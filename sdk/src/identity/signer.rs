//! Signer identifiers: `"name@permission"`.
//!
//! A transaction names the accounts that must co-authorize it by account
//! name and permission (`alice@active`, `vault@owner`). [`SignerId`] keeps
//! the two halves apart in the type system and only joins them when the
//! text form is needed for hashing or the wire.

use std::fmt;
use std::str::FromStr;

use serde::{Deserialize, Serialize};
use thiserror::Error;

const SEPARATOR: char = '@';

/// Reasons a `"name@permission"` string is rejected.
#[derive(Debug, Clone, PartialEq, Eq, Error)]
pub enum SignerIdError {
    #[error("signer id {0:?} has no '@' separator")]
    MissingSeparator(String),

    #[error("signer id {0:?} has more than one '@'")]
    ExtraSeparator(String),

    #[error("signer id {0:?} has an empty account name")]
    EmptyName(String),

    #[error("signer id {0:?} has an empty permission")]
    EmptyPermission(String),

    #[error("signer id {0:?} contains whitespace")]
    Whitespace(String),
}

/// An account name plus the permission it signs with.
#[derive(Debug, Clone, PartialEq, Eq, Hash, PartialOrd, Ord, Serialize, Deserialize)]
#[serde(try_from = "String", into = "String")]
pub struct SignerId {
    name: String,
    permission: String,
}

impl SignerId {
    pub fn new(name: impl Into<String>, permission: impl Into<String>) -> Result<Self, SignerIdError> {
        let id = Self {
            name: name.into(),
            permission: permission.into(),
        };
        id.validate()?;
        Ok(id)
    }

    pub fn name(&self) -> &str {
        &self.name
    }

    pub fn permission(&self) -> &str {
        &self.permission
    }

    fn validate(&self) -> Result<(), SignerIdError> {
        let text = || self.to_string();
        if self.name.is_empty() {
            return Err(SignerIdError::EmptyName(text()));
        }
        if self.permission.is_empty() {
            return Err(SignerIdError::EmptyPermission(text()));
        }
        if self.name.contains(SEPARATOR) || self.permission.contains(SEPARATOR) {
            return Err(SignerIdError::ExtraSeparator(text()));
        }
        if self.name.chars().chain(self.permission.chars()).any(char::is_whitespace) {
            return Err(SignerIdError::Whitespace(text()));
        }
        Ok(())
    }
}

impl fmt::Display for SignerId {
    fn fmt(&self, f: &mut fmt::Formatter<'_>) -> fmt::Result {
        write!(f, "{}{SEPARATOR}{}", self.name, self.permission)
    }
}

impl FromStr for SignerId {
    type Err = SignerIdError;

    fn from_str(s: &str) -> Result<Self, Self::Err> {
        let (name, permission) = s
            .split_once(SEPARATOR)
            .ok_or_else(|| SignerIdError::MissingSeparator(s.to_string()))?;
        Self::new(name, permission)
    }
}

impl TryFrom<String> for SignerId {
    type Error = SignerIdError;

    fn try_from(s: String) -> Result<Self, Self::Error> {
        s.parse()
    }
}

impl From<SignerId> for String {
    fn from(id: SignerId) -> Self {
        id.to_string()
    }
}

#[cfg(test)]
mod tests {
    use super::*;

    #[test]
    fn parse_and_format_round_trip() {
        let id: SignerId = "alice@active".parse().unwrap();
        assert_eq!(id.name(), "alice");
        assert_eq!(id.permission(), "active");
        assert_eq!(id.to_string(), "alice@active");
    }

    #[test]
    fn new_matches_parse() {
        assert_eq!(
            SignerId::new("vault", "owner").unwrap(),
            "vault@owner".parse::<SignerId>().unwrap()
        );
    }

    #[test]
    fn rejects_malformed_ids() {
        assert!(matches!("alice".parse::<SignerId>(), Err(SignerIdError::MissingSeparator(_))));
        assert!(matches!("@active".parse::<SignerId>(), Err(SignerIdError::EmptyName(_))));
        assert!(matches!("alice@".parse::<SignerId>(), Err(SignerIdError::EmptyPermission(_))));
        assert!(matches!("a@b@c".parse::<SignerId>(), Err(SignerIdError::ExtraSeparator(_))));
        assert!(matches!("al ice@active".parse::<SignerId>(), Err(SignerIdError::Whitespace(_))));
    }

    #[test]
    fn serde_uses_text_form() {
        let id = SignerId::new("bob", "active").unwrap();
        let json = serde_json::to_string(&id).unwrap();
        assert_eq!(json, "\"bob@active\"");
        let back: SignerId = serde_json::from_str(&json).unwrap();
        assert_eq!(back, id);
        assert!(serde_json::from_str::<SignerId>("\"bob\"").is_err());
    }
}
// Copyright (c) 2026 ALAS Technology. MIT License.
// See LICENSE for details.

//! # IOST SDK Core Library
//!
//! Build, hash, sign and submit IOST transactions without a node-side
//! dependency. Everything up to submission is pure computation on owned
//! values; the node is only reached through [`client`].
//!
//! ## Architecture
//!
//! - **config**: Protocol constants and client defaults.
//! - **encoding**: The canonical byte encoder that feeds every hash.
//! - **crypto**: secp256k1 and Ed25519 keys and signatures, SHA3-256,
//!   the Koopman CRC.
//! - **identity**: Account ids, `name@permission` signer ids, accounts.
//! - **transaction**: Actions, amount limits, the three hash levels,
//!   signing and verification, node-reported status types.
//! - **client**: HTTP node client and receipt polling.
//!
//! ## Quick start
//!
//! ```
//! use iost_sdk::crypto::{Algorithm, KeyPair};
//! use iost_sdk::transaction::{ActionArg, Transaction};
//!
//! let admin = KeyPair::generate(Algorithm::Ed25519);
//! let mut tx = Transaction::new();
//! tx.add_action(
//!     "token.iost",
//!     "transfer",
//!     ["iost", "admin", "bob", "10.0", ""].map(ActionArg::from),
//! )
//! .unwrap()
//! .add_amount_limit("iost", "10")
//! .unwrap()
//! .add_publisher_signature("admin", &admin);
//!
//! assert!(tx.verify_self().is_ok());
//! ```

pub mod client;
pub mod config;
pub mod crypto;
pub mod encoding;
pub mod identity;
pub mod transaction;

#### [Prompt]
Return every line above in which the string "Serialize" occurs.

#### [Expected answer]
use serde::{Deserialize, Serialize};
#[derive(Debug, Clone, PartialEq, Eq, Hash, PartialOrd, Ord, Serialize, Deserialize)]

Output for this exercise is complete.